> RECORDS TO PROCESS:
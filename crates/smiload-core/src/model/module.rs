//! Resolved module.

use super::{Node, NodeKinds, Oid, OidDirectory};
use crate::lexer::{Diagnostic, Span};
use alloc::collections::BTreeMap;
use alloc::string::String;
use alloc::vec::Vec;

/// SMI language version of a module.
#[derive(Clone, Copy, Debug, PartialEq, Eq, Hash)]
pub enum Language {
    /// SMIv1 (RFC 1155/1212/1215).
    Smiv1,
    /// SMIv2 (RFC 2578-2580).
    Smiv2,
}

impl Language {
    /// Display name.
    #[must_use]
    pub const fn as_str(self) -> &'static str {
        match self {
            Self::Smiv1 => "SMIv1",
            Self::Smiv2 => "SMIv2",
        }
    }
}

/// A definition whose OID could not be resolved.
#[derive(Clone, Debug, PartialEq, Eq)]
pub struct Unresolved {
    /// The definition name.
    pub name: String,
    /// The component that failed to resolve (`name` or `Module.name`).
    pub component: String,
    /// Location of the OID value.
    pub span: Span,
}

/// A resolved MIB module. Read-only once built.
#[derive(Clone, Debug)]
pub struct Module {
    pub(crate) name: String,
    pub(crate) language: Language,
    pub(crate) imports: Vec<String>,
    pub(crate) nodes: Vec<Node>,
    pub(crate) symbols: BTreeMap<String, Oid>,
    pub(crate) unresolved: Vec<Unresolved>,
    pub(crate) diagnostics: Vec<Diagnostic>,
}

impl Module {
    /// Declared module name.
    #[must_use]
    pub fn name(&self) -> &str {
        &self.name
    }

    /// Inferred SMI language.
    #[must_use]
    pub fn language(&self) -> Language {
        self.language
    }

    /// Names of modules this module imports from, in source order.
    #[must_use]
    pub fn imports(&self) -> &[String] {
        &self.imports
    }

    /// Resolved nodes in declaration order.
    #[must_use]
    pub fn nodes(&self) -> &[Node] {
        &self.nodes
    }

    /// Nodes whose kind passes `kinds`, in declaration order.
    pub fn nodes_of(&self, kinds: NodeKinds) -> impl Iterator<Item = &Node> {
        self.nodes.iter().filter(move |node| kinds.matches(node.kind))
    }

    /// Look up a node by name. A redefined name yields the last definition,
    /// matching [`Module::oid_directory`].
    #[must_use]
    pub fn node(&self, name: &str) -> Option<&Node> {
        self.nodes.iter().rev().find(|node| node.name == name)
    }

    /// Look up any OID-valued name defined in this module, including names
    /// bound by `name(number)` components.
    #[must_use]
    pub fn symbol(&self, name: &str) -> Option<&Oid> {
        self.symbols.get(name)
    }

    /// Definitions that could not be resolved.
    #[must_use]
    pub fn unresolved(&self) -> &[Unresolved] {
        &self.unresolved
    }

    /// Diagnostics reported for this module.
    #[must_use]
    pub fn diagnostics(&self) -> &[Diagnostic] {
        &self.diagnostics
    }

    /// Attach source diagnostics (lexer/parser) ahead of resolver ones.
    #[must_use]
    pub fn with_source_diagnostics(mut self, diagnostics: Vec<Diagnostic>) -> Self {
        let resolver = core::mem::take(&mut self.diagnostics);
        self.diagnostics = diagnostics;
        self.diagnostics.extend(resolver);
        self
    }

    /// Build the `name → OID` directory for the object kinds.
    #[must_use]
    pub fn oid_directory(&self) -> OidDirectory {
        self.directory_of(NodeKinds::OBJECTS)
    }

    /// Build a `name → OID` directory for an arbitrary kind filter.
    #[must_use]
    pub fn directory_of(&self, kinds: NodeKinds) -> OidDirectory {
        let mut dir = OidDirectory::new();
        for node in self.nodes_of(kinds) {
            dir.insert(node.name.as_str(), node.oid.to_dotted());
        }
        dir
    }
}
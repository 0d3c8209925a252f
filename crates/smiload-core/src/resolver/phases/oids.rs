//! Phase 2: OID resolution.
//!
//! Resolve every definition's OID value to numeric arcs. Definitions may
//! reference names defined later in the module, so resolution runs in
//! passes until a pass makes no progress. TRAP-TYPE OIDs are derived last,
//! as `enterprise.0.trapNumber`.

use super::ResolveTracer;
use crate::ast::{OidAssignment, OidComponent};
use crate::model::Oid;
use crate::resolver::context::{oid_value, trap_value, ResolverContext};
use alloc::format;
use alloc::string::String;
use alloc::vec;
use alloc::vec::Vec;

/// A successful resolution: the OID plus names bound by `name(number)`
/// components along the way.
struct Resolution {
    oid: Oid,
    bindings: Vec<(String, Oid)>,
}

/// Resolve all OIDs of the module in `ctx`.
pub fn resolve_oids<TR: ResolveTracer>(ctx: &mut ResolverContext<'_>, tracer: &mut TR) {
    let ast = ctx.ast;

    // (definition index, last failing component)
    let mut pending: Vec<(usize, String)> = ast
        .body
        .iter()
        .enumerate()
        .filter(|(_, def)| oid_value(def).is_some())
        .map(|(i, _)| (i, String::new()))
        .collect();

    let mut pass = 0;
    while !pending.is_empty() {
        tracer.pass_start(pass, pending.len());

        let mut still_pending = Vec::new();
        let mut resolved = 0;

        for (index, _) in pending {
            let def = &ast.body[index];
            let Some(value) = oid_value(def) else {
                continue;
            };
            let name = def.name().name.as_str();
            match resolve_value(ctx, name, value, tracer) {
                Ok(resolution) => {
                    commit(ctx, index, name, resolution, tracer);
                    resolved += 1;
                }
                Err(component) => still_pending.push((index, component)),
            }
        }

        tracer.pass_end(pass, resolved, still_pending.len());

        if resolved == 0 {
            for (index, component) in still_pending {
                let def = &ast.body[index];
                let name = def.name().name.as_str();
                let span = oid_value(def).map_or(def.span(), |v| v.span);
                tracer.unresolved(name, &component);
                ctx.record_unresolved(name, &component, span);
            }
            break;
        }

        pending = still_pending;
        pass += 1;
    }

    resolve_traps(ctx, tracer);
}

/// Derive TRAP-TYPE OIDs from `ENTERPRISE` and the trap number.
fn resolve_traps<TR: ResolveTracer>(ctx: &mut ResolverContext<'_>, tracer: &mut TR) {
    let ast = ctx.ast;
    for (index, def) in ast.body.iter().enumerate() {
        let Some((enterprise, number)) = trap_value(def) else {
            continue;
        };
        let name = def.name().name.as_str();

        let Some(enterprise) = enterprise else {
            tracer.unresolved(name, "ENTERPRISE");
            ctx.record_unresolved(name, "ENTERPRISE", def.span());
            continue;
        };

        match resolve_value(ctx, name, enterprise, tracer) {
            Ok(Resolution { oid, bindings }) => {
                let resolution = Resolution {
                    oid: oid.child(0).child(number),
                    bindings,
                };
                commit(ctx, index, name, resolution, tracer);
            }
            Err(component) => {
                tracer.unresolved(name, &component);
                ctx.record_unresolved(name, &component, enterprise.span);
            }
        }
    }
}

fn commit<TR: ResolveTracer>(
    ctx: &mut ResolverContext<'_>,
    index: usize,
    name: &str,
    resolution: Resolution,
    tracer: &mut TR,
) {
    tracer.resolved(name, &resolution.oid);
    for (bound, oid) in resolution.bindings {
        ctx.symbols.entry(bound).or_insert(oid);
    }
    ctx.symbols.insert(name.into(), resolution.oid.clone());
    ctx.oids[index] = Some(resolution.oid);
}

/// Walk an OID value's components. On failure, returns the text of the
/// component that could not be resolved (empty for an empty value).
fn resolve_value<TR: ResolveTracer>(
    ctx: &ResolverContext<'_>,
    def_name: &str,
    value: &OidAssignment,
    tracer: &mut TR,
) -> Result<Resolution, String> {
    let mut current: Option<Oid> = None;
    let mut bindings = Vec::new();

    for component in &value.components {
        let next = match component {
            OidComponent::Name(ident) => {
                let found = ctx.lookup_name(&ident.name);
                tracer.lookup(def_name, &ident.name, found.is_some());
                found.ok_or_else(|| ident.name.clone())?
            }
            OidComponent::Number { value, .. } => extend(current.as_ref(), *value),
            OidComponent::NamedNumber { name, number, .. } => {
                let found = if current.is_none() {
                    ctx.lookup_name(&name.name)
                } else {
                    None
                };
                found.unwrap_or_else(|| {
                    let oid = extend(current.as_ref(), *number);
                    bindings.push((name.name.clone(), oid.clone()));
                    oid
                })
            }
            OidComponent::QualifiedName { module, name, .. } => {
                let found = ctx.lookup_qualified(&module.name, &name.name);
                let label = format!("{}.{}", module.name, name.name);
                tracer.lookup(def_name, &label, found.is_some());
                found.ok_or(label)?
            }
            OidComponent::QualifiedNamedNumber {
                module,
                name,
                number,
                ..
            } => {
                let found = if current.is_none() {
                    ctx.lookup_qualified(&module.name, &name.name)
                } else {
                    None
                };
                found.unwrap_or_else(|| extend(current.as_ref(), *number))
            }
        };
        current = Some(next);
    }

    current
        .map(|oid| Resolution { oid, bindings })
        .ok_or_else(String::new)
}

fn extend(current: Option<&Oid>, arc: u32) -> Oid {
    match current {
        Some(oid) => oid.child(arc),
        None => Oid::new(vec![arc]),
    }
}
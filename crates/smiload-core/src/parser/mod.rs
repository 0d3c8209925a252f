//! MIB parser module.
//!
//! Parses SMIv1/SMIv2 MIB source into [`ast::Module`](crate::ast::Module)s.
//! The parser is lenient: it collects diagnostics, skips clauses it has no
//! use for, and recovers at the next definition after an error.

use crate::ast::{
    DefinitionsKind, Definition, Ident, ImportClause, MacroDefinition, MacroInvocation, MacroKind,
    MacroValue, Module, OidAssignment, OidComponent, Status, SyntaxHead, TypeAssignment,
    ValueAssignment,
};
use crate::lexer::{Diagnostic, Keyword, Lexer, Span, Token, TokenKind};
use alloc::format;
use alloc::vec::Vec;

/// Result of parsing one source file.
#[derive(Clone, Debug, Default)]
pub struct ParseOutput {
    /// Modules in source order. A file normally holds exactly one.
    pub modules: Vec<Module>,
    /// Lexer and parser diagnostics.
    pub diagnostics: Vec<Diagnostic>,
}

impl ParseOutput {
    /// Check if any error-severity diagnostic was reported.
    #[must_use]
    pub fn has_errors(&self) -> bool {
        self.diagnostics.iter().any(Diagnostic::is_error)
    }

    /// The first error-severity diagnostic, if any.
    #[must_use]
    pub fn first_error(&self) -> Option<&Diagnostic> {
        self.diagnostics.iter().find(|d| d.is_error())
    }
}

/// MIB parser.
pub struct Parser<'src> {
    /// Source text (for extracting token content).
    source: &'src [u8],
    /// Tokens from lexer.
    tokens: Vec<Token>,
    /// Current position in token stream.
    pos: usize,
    /// Collected diagnostics (lexer + parser).
    diagnostics: Vec<Diagnostic>,
}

> THE PROBLEM: Of the lines above, retype only those from the line containing "match resolve_value(ctx, name, enterprise, tracer)" through the line containing "for (bound, oid)", including both, exactly.

> TASK SOLUTION:
        match resolve_value(ctx, name, enterprise, tracer) {
            Ok(Resolution { oid, bindings }) => {
                let resolution = Resolution {
                    oid: oid.child(0).child(number),
                    bindings,
                };
                commit(ctx, index, name, resolution, tracer);
            }
            Err(component) => {
                tracer.unresolved(name, &component);
                ctx.record_unresolved(name, &component, enterprise.span);
            }
        }
    }
}

fn commit<TR: ResolveTracer>(
    ctx: &mut ResolverContext<'_>,
    index: usize,
    name: &str,
    resolution: Resolution,
    tracer: &mut TR,
) {
    tracer.resolved(name, &resolution.oid);
    for (bound, oid) in resolution.bindings {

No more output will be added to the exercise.